If she were talking about a hoagie that would be one thing, but she’s talking about a case that holds a musical instrument. It’s not exactly on your average menu.
Michael, a nutritional supplement manufacturer, said Prop. 65 lawsuits have “cost us over $3 million” and noted “the lead limit in Prop. 65 is arbitrary. It’s not based on science, and it doesn’t agree with FDA’s perspective on what’s toxic.”
In 2014 alone, Prop. 65 cost businesses more than $29 million in settlement payments. Since 2000, California businesses have paid more than $228 million in settlements with about two-thirds of that money going to attorneys in legal costs and fees.
As the state adds more chemicals to its warning list each year, these lawsuits become even more ubiquitous – especially since the state has such a low threshold for which products might be dangerous. In fact, to earn a spot on Prop. 65’s growing list, a chemical only needs to cause one excess case of cancer in out of 100,000 individuals over a 70 year period, and the state doesn’t even require that a chemical be shown to cause health problems in humans.

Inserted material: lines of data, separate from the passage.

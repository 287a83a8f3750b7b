//! Lascer learns classification formulas from positive and negative
//! examples by iterated greedy set covering.
//!
//! A formula is either a disjunction of *correct* concepts (conjunctions
//! holding on no negative example), or a conjunction of *complete* concepts
//! (disjunctions holding on every positive example). The search
//! [alternates][facade] between building general concepts from predicates
//! and synthesizing specialized ones from them, each step being a weighted
//! [set covering problem][cover] over concept [pools][store]. The best
//! formula minimizes the number of errors first, and its complexity second.
//!
//! [facade]: facade/index.html (facade module)
//! [cover]: cover/index.html (cover module)
//! [store]: store/index.html (store module)

#![doc(test(attr(deny(warnings))))]

#![allow(non_upper_case_globals)]
#[macro_use]
extern crate lazy_static ;
#[macro_use]
extern crate error_chain ;
#[macro_use]
extern crate clap ;

pub mod errors ;
#[macro_use]
pub mod common ;
pub mod cover ;
pub mod concept ;
pub mod store ;
pub mod optim ;
pub mod parallel ;
pub mod facade ;
pub mod data ;

#[cfg(test)]
mod tests ;

use crate::common::* ;
use crate::concept::{ Concept, Dataset, Factory, Gen } ;
use crate::data::Table ;
use crate::facade::Facade ;


/// Formulas learned on some input.
pub struct Learned {
  /// Best correct formula, if learned.
  pub correct: Option<Concept>,
  /// Best complete formula, if learned.
  pub complete: Option<Concept>,
  /// Best formula overall.
  pub best: Concept,
}

impl Learned {
  /// Prints the formulas.
  pub fn print(& self) {
    let formulas = [
      ("correct", self.correct.as_ref()),
      ("complete", self.complete.as_ref()),
    ] ;
    for & (name, formula) in & formulas {
      if let Some(formula) = formula {
        let errors = formula.errors() ;
        let errors = if errors == 0 {
          conf.happy("0 error")
        } else {
          conf.sad( format!("{} error(s)", errors) )
        } ;
        println!(
          "{} formula ({}, complexity {}):", conf.emph(name), errors,
          formula.complexity()
        ) ;
        println!("  {}", formula.get())
      }
    }
  }
}


/// Parses command-line arguments and works.
pub fn work() -> Res<()> {
  let Cli { file, target, learn } = conf.clap() ? ;

  let learned = if let Some(file_path) = file {
    use std::fs::OpenOptions ;
    let file = OpenOptions::new().read(true).open(& file_path).chain_err(
      || format!("while opening input file `{}`", conf.emph(& file_path))
    ) ? ;
    read_and_work(file, target, learn) ?
  } else {
    let stdin = ::std::io::stdin() ;
    read_and_work(stdin, target, learn) ?
  } ;

  learned.print() ;
  Ok(())
}


/// Reads an attribute table from a `Read`er and learns the formulas of a
/// target.
pub fn read_and_work<R: Read>(
  reader: R, target: Target, learn: LearnConf
) -> Res<Learned> {
  let profiler = Profiler::new() ;

  let table = profile! {
    |profiler| wrap { Table::read(reader) } "parsing"
  } ? ;
  log_info! {
    "{} positive and {} negative example(s) over {} attribute(s)",
    table.pos_count(), table.neg_count(),
    table.attrs().len()
  }

  let fact = Factory::new(& table) ;
  let gens: Vec<Gen> = vec![ Arc::new( table.pred_gen() ) ] ;
  let mut facade = Facade::new(fact, gens, learn) ? ;

  let best = profile! {
    |profiler| wrap { facade.learn(target) } "learning"
  } ? ;

  let learned = Learned {
    correct: if target.correct() {
      Some( facade.best_correct().clone() )
    } else { None },
    complete: if target.complete() {
      Some( facade.best_complete().clone() )
    } else { None },
    best,
  } ;

  facade.print_stats() ;
  print_stats("top", profiler) ;
  Ok(learned)
}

California must reform Prop. 65.

One of the most basic problems with the regulations is its asymmetric interpretation of what chemicals are safe and unsafe. Currently, California defers to “authoritative bodies” (U.S. EPA, FDA, etc.) to determine when a chemical is potentially harmful, but is not required to do so for chemicals that are considered “safe.” For example, the state just placed bisphenol A on its warning list after the FDA published another comprehensive review showing the chemical’s safety and even wrote to California urging it to refrain from listing BPA. An essential first step in reforming Prop. 65 would be requiring the state to be fully guided by the decisions of these authoritative bodies.
Additionally, the state must develop comprehensive “safe harbor levels” – which allow businesses to determine if a chemical is present in their products at a level that actually requires a warning. As of now, California has only established these levels for a small number of chemicals, leaving business unsure of when they’re violating the law.
To be clear, these modest reforms will not solve all the problems created by this onerous law. But California must stop lawyers’ pilfering of businesses, and try to implement a public health regulation that actually serves the public.
Dr. Joseph Perrone is the chief science officer at the Center for Accountability in Science, a project of the nonprofit Center for Organizational Research and Education.